== TASK TO CARRY OUT ==
For each line below with the word "overrides", write out a copy.

== SOURCE DATA ==

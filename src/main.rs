use clap::Parser;
use contact_extract::config::ServiceConfig;
use contact_extract::server;
use std::path::PathBuf;

#[derive(Parser, Debug)]
#[command(author, version, about, long_about = None)]
struct Args {
    /// TOML configuration file
    #[arg(long, env = "CONTACT_EXTRACT_CONFIG")]
    config: Option<PathBuf>,

    /// Address to bind, overrides the configuration
    #[arg(long)]
    host: Option<String>,

    /// Port to bind, overrides the configuration
    #[arg(long)]
    port: Option<u16>,
}

#[actix_web::main]
async fn main() -> std::io::Result<()> {
    let args = Args::parse();

    let env_filter = tracing_subscriber::EnvFilter::try_from_default_env()
        .unwrap_or_else(|_| tracing_subscriber::EnvFilter::new("info"));
    tracing_subscriber::fmt().with_env_filter(env_filter).init();

    let mut config = ServiceConfig::load(args.config.as_deref()).map_err(|e| {
        tracing::error!("Failed to load config: {e}");
        std::io::Error::new(std::io::ErrorKind::InvalidInput, e)
    })?;

    if let Some(host) = args.host {
        config.server.host = host;
    }
    if let Some(port) = args.port {
        config.server.port = port;
    }

    server::run(config).await
}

== OUTPUT FOR THIS EXERCISE ==
    /// Address to bind, overrides the configuration
    /// Port to bind, overrides the configuration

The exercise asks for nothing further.